To do: Take the material below and restate it word for word, stopping after the line in which "let mut ordered: Vec<&SuspiciousSite>" occurs.

Materials provided:
- - -

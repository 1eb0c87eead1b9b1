//! Suspicious-site target selection.
//!
//! Fault localization reports scored line spans. The core treats the report
//! as an opaque selection list: each site picks the smallest statement node
//! covering it, and matching runs against those nodes only.

use mend_ir::{NodeId, Span, SyntaxTree};

/// One fault-localization report entry.
#[derive(Clone, Copy, Debug, PartialEq)]
pub struct SuspiciousSite {
    /// Reported line span.
    pub span: Span,
    /// Suspiciousness score; higher is more suspect.
    pub score: f64,
}

impl SuspiciousSite {
    /// Site covering a single line.
    pub fn line(line: u32, score: f64) -> Self {
        Self {
            span: Span::line(line),
            score,
        }
    }
}

/// Target statements for a suspicious-site report, most suspect first.
///
/// Each site selects the smallest statement node whose span covers it;
/// sites nothing covers select nothing. Duplicates are kept once, at the
/// position of their best-scored site.
pub fn select_targets(tree: &SyntaxTree, sites: &[SuspiciousSite]) -> Vec<NodeId> {
    let mut ordered: Vec<&SuspiciousSite> = sites.iter().collect();
    ordered.sort_by(|a, b| b.score.total_cmp(&a.score));

    let mut targets = Vec::new();
    for site in ordered {
        let Some(node) = covering_statement(tree, site.span) else {
            continue;
        };
        if !targets.contains(&node) {
            targets.push(node);
        }
    }
    targets
}

/// Smallest statement node covering `span`. Ties prefer the deeper node
/// (children are allocated before parents, so the lower ID).
fn covering_statement(tree: &SyntaxTree, span: Span) -> Option<NodeId> {
    let mut best: Option<(u32, NodeId)> = None;
    for raw in 0..tree.len() {
        // Allocation is bounded by u32 in the builder.
        #[allow(clippy::cast_possible_truncation, reason = "len() is u32-bounded")]
        let id = NodeId::new(raw as u32);
        if !tree.kind(id).is_statement() || !tree.span(id).contains_span(span) {
            continue;
        }
        let width = tree.span(id).lines();
        if best.is_none_or(|(w, _)| width < w) {
            best = Some((width, id));
        }
    }
    best.map(|(_, id)| id)
}

#[cfg(test)]
mod tests {
    #![allow(clippy::unwrap_used, reason = "Tests can panic")]

    use super::*;
    use mend_ir::{Name, NodeKind, TreeBuilder};
    use pretty_assertions::assert_eq;

    /// Lines 1-4:
    /// ```text
    /// 1  {
    /// 2    x = 1;
    /// 3    return;
    /// 4  }
    /// ```
    fn spanned_block() -> (SyntaxTree, NodeId, NodeId, NodeId) {
        let mut b = TreeBuilder::new();
        let x = b.push(NodeKind::Ident(Name::from_raw(1)), Span::line(2));
        let one = b.push(NodeKind::IntLit(1), Span::line(2));
        let assign = b.push(NodeKind::Assign { target: x, value: one }, Span::line(2));
        let assign_stmt = b.push(NodeKind::ExprStmt { expr: assign }, Span::line(2));
        let ret = b.push(NodeKind::Return { value: NodeId::INVALID }, Span::line(3));
        let stmts = b.push_list(&[assign_stmt, ret]);
        let block = b.push(NodeKind::Block { stmts }, Span::new(1, 4));
        (b.finish(block).unwrap(), block, assign_stmt, ret)
    }

    #[test]
    fn test_picks_smallest_covering_statement() {
        let (tree, _, assign_stmt, ret) = spanned_block();
        assert_eq!(
            select_targets(&tree, &[SuspiciousSite::line(2, 0.9)]),
            vec![assign_stmt]
        );
        assert_eq!(
            select_targets(&tree, &[SuspiciousSite::line(3, 0.9)]),
            vec![ret]
        );
    }

    #[test]
    fn test_block_line_falls_back_to_block() {
        let (tree, block, _, _) = spanned_block();
        assert_eq!(
            select_targets(&tree, &[SuspiciousSite::line(4, 0.5)]),
            vec![block]
        );
    }

    #[test]
    fn test_ordered_by_score_and_deduplicated() {
        let (tree, _, assign_stmt, ret) = spanned_block();
        let sites = [
            SuspiciousSite::line(2, 0.2),
            SuspiciousSite::line(3, 0.8),
            SuspiciousSite::line(2, 0.1),
        ];
        assert_eq!(select_targets(&tree, &sites), vec![ret, assign_stmt]);
    }

    #[test]
    fn test_uncovered_site_selects_nothing() {
        let (tree, _, _, _) = spanned_block();
        assert_eq!(select_targets(&tree, &[SuspiciousSite::line(99, 1.0)]), vec![]);
    }
}
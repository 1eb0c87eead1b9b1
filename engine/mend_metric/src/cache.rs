//! Memoized feature vectors.
//!
//! Feature vectors are queried repeatedly while ranking donors against the
//! same target. The cache computes each subtree's vector once, bottom-up,
//! and serves repeats from the map. A cache is tied to one tree: node IDs
//! are tree-local, so reuse across trees would alias unrelated nodes.

use rustc_hash::FxHashMap;

use mend_ir::{NodeId, SyntaxTree};

use crate::vector::FeatureVector;

/// Per-tree memo of subtree feature vectors.
#[derive(Debug, Default)]
pub struct MetricCache {
    vectors: FxHashMap<NodeId, FeatureVector>,
}

impl MetricCache {
    /// Create an empty cache.
    pub fn new() -> Self {
        Self::default()
    }

    /// Feature vector of the subtree rooted at `id`.
    pub fn vector(&mut self, tree: &SyntaxTree, id: NodeId) -> FeatureVector {
        if let Some(&v) = self.vectors.get(&id) {
            return v;
        }
        let mut v = FeatureVector::of_node(tree, id);
        for child in tree.children(id) {
            let child_vector = self.vector(tree, child);
            v.merge(&child_vector);
        }
        self.vectors.insert(id, v);
        v
    }

    /// Number of memoized subtrees.
    pub fn len(&self) -> usize {
        self.vectors.len()
    }

    /// Returns `true` if nothing is memoized yet.
    pub fn is_empty(&self) -> bool {
        self.vectors.is_empty()
    }
}

#[cfg(test)]
mod tests {
    #![allow(clippy::unwrap_used, reason = "Tests can panic")]

    use super::*;
    use crate::vector::FeatureKind;
    use mend_ir::{Name, NodeKind, Span, TreeBuilder};
    use pretty_assertions::assert_eq;

    /// Three nested statements with known counts:
    /// `{ if (flag) { return 1; } }`
    fn nested_tree() -> (SyntaxTree, NodeId) {
        let mut b = TreeBuilder::new();
        let one = b.push(NodeKind::IntLit(1), Span::DUMMY);
        let ret = b.push(NodeKind::Return { value: one }, Span::DUMMY);
        let inner_stmts = b.push_list(&[ret]);
        let inner = b.push(NodeKind::Block { stmts: inner_stmts }, Span::DUMMY);
        let flag = b.push(NodeKind::Ident(Name::from_raw(1)), Span::DUMMY);
        let if_stmt = b.push(
            NodeKind::If {
                cond: flag,
                then_branch: inner,
                else_branch: NodeId::INVALID,
            },
            Span::DUMMY,
        );
        let outer_stmts = b.push_list(&[if_stmt]);
        let outer = b.push(NodeKind::Block { stmts: outer_stmts }, Span::DUMMY);
        (b.finish(outer).unwrap(), outer)
    }

    #[test]
    fn test_vector_counts() {
        let (tree, root) = nested_tree();
        let mut cache = MetricCache::new();
        let v = cache.vector(&tree, root);
        assert_eq!(v.get(FeatureKind::Block), 2);
        assert_eq!(v.get(FeatureKind::CondIf), 1);
        assert_eq!(v.get(FeatureKind::Return), 1);
        assert_eq!(v.get(FeatureKind::IntLiteral), 1);
        assert_eq!(v.get(FeatureKind::VarOccur), 1);
        assert_eq!(v.get(FeatureKind::VarBranchUse), 1);
    }

    #[test]
    fn test_parent_vector_is_additive() {
        let (tree, root) = nested_tree();
        let mut cache = MetricCache::new();
        let whole = cache.vector(&tree, root);

        let mut expected = FeatureVector::of_node(&tree, root);
        for child in tree.children(root) {
            let child_vector = cache.vector(&tree, child);
            expected.merge(&child_vector);
        }
        assert_eq!(whole, expected);
    }

    #[test]
    fn test_repeat_queries_hit_the_memo() {
        let (tree, root) = nested_tree();
        let mut cache = MetricCache::new();
        let first = cache.vector(&tree, root);
        let memoized = cache.len();
        let second = cache.vector(&tree, root);
        assert_eq!(first, second);
        assert_eq!(cache.len(), memoized);
    }
}
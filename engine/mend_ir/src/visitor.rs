//! Syntax tree visitor.
//!
//! Generic traversal over the flat node arena. The visitor can mutate its
//! own state during traversal; the tree remains immutable.
//!
//! The default `visit_node` calls [`walk_node`], which descends into
//! children in declared syntactic order. Override `visit_node` to add
//! behavior at each node and call `walk_node` to continue downward.

use crate::{NodeId, SyntaxTree};

/// Tree visitor trait.
pub trait Visitor {
    /// Visit a node. The default implementation just walks children.
    fn visit_node(&mut self, id: NodeId, tree: &SyntaxTree) {
        walk_node(self, id, tree);
    }
}

/// Walk a node's children in declared syntactic order.
pub fn walk_node<V: Visitor + ?Sized>(visitor: &mut V, id: NodeId, tree: &SyntaxTree) {
    for child in tree.children(id) {
        visitor.visit_node(child, tree);
    }
}

#[cfg(test)]
mod tests {
    #![allow(clippy::unwrap_used, reason = "Tests can panic")]

    use super::*;
    use crate::ast::NodeKind;
    use crate::{Name, Span, TreeBuilder};

    /// Visitor that counts nodes.
    struct NodeCounter {
        count: usize,
    }

    impl Visitor for NodeCounter {
        fn visit_node(&mut self, id: NodeId, tree: &SyntaxTree) {
            self.count += 1;
            walk_node(self, id, tree);
        }
    }

    /// Visitor that records identifier names in visit order.
    struct IdentCollector {
        idents: Vec<Name>,
    }

    impl Visitor for IdentCollector {
        fn visit_node(&mut self, id: NodeId, tree: &SyntaxTree) {
            if let NodeKind::Ident(name) = *tree.kind(id) {
                self.idents.push(name);
            }
            walk_node(self, id, tree);
        }
    }

    #[test]
    fn test_visit_counts_all_nodes() {
        let mut b = TreeBuilder::new();
        let x = b.push(NodeKind::Ident(Name::from_raw(1)), Span::DUMMY);
        let one = b.push(NodeKind::IntLit(1), Span::DUMMY);
        let cmp = b.push(
            NodeKind::Binary {
                op: crate::ast::BinaryOp::Lt,
                left: x,
                right: one,
            },
            Span::DUMMY,
        );
        let ret = b.push(NodeKind::Return { value: cmp }, Span::DUMMY);
        let tree = b.finish(ret).unwrap();

        let mut counter = NodeCounter { count: 0 };
        counter.visit_node(ret, &tree);
        assert_eq!(counter.count, 4);
    }

    #[test]
    fn test_visit_order_is_syntactic() {
        let mut b = TreeBuilder::new();
        let a = b.push(NodeKind::Ident(Name::from_raw(1)), Span::DUMMY);
        let c = b.push(NodeKind::Ident(Name::from_raw(2)), Span::DUMMY);
        let assign = b.push(NodeKind::Assign { target: a, value: c }, Span::DUMMY);
        let stmt = b.push(NodeKind::ExprStmt { expr: assign }, Span::DUMMY);
        let stmts = b.push_list(&[stmt]);
        let block = b.push(NodeKind::Block { stmts }, Span::DUMMY);
        let tree = b.finish(block).unwrap();

        let mut collector = IdentCollector { idents: vec![] };
        collector.visit_node(block, &tree);
        assert_eq!(collector.idents, vec![Name::from_raw(1), Name::from_raw(2)]);
    }
}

- - -

Completed exercise:
repository 1eb0c87eead1b9b1
//! Suspicious-site target selection.
//!
//! Fault localization reports scored line spans. The core treats the report
//! as an opaque selection list: each site picks the smallest statement node
//! covering it, and matching runs against those nodes only.

use mend_ir::{NodeId, Span, SyntaxTree};

/// One fault-localization report entry.
#[derive(Clone, Copy, Debug, PartialEq)]
pub struct SuspiciousSite {
    /// Reported line span.
    pub span: Span,
    /// Suspiciousness score; higher is more suspect.
    pub score: f64,
}

impl SuspiciousSite {
    /// Site covering a single line.
    pub fn line(line: u32, score: f64) -> Self {
        Self {
            span: Span::line(line),
            score,
        }
    }
}

/// Target statements for a suspicious-site report, most suspect first.
///
/// Each site selects the smallest statement node whose span covers it;
/// sites nothing covers select nothing. Duplicates are kept once, at the
/// position of their best-scored site.
pub fn select_targets(tree: &SyntaxTree, sites: &[SuspiciousSite]) -> Vec<NodeId> {
    let mut ordered: Vec<&SuspiciousSite> = sites.iter().collect();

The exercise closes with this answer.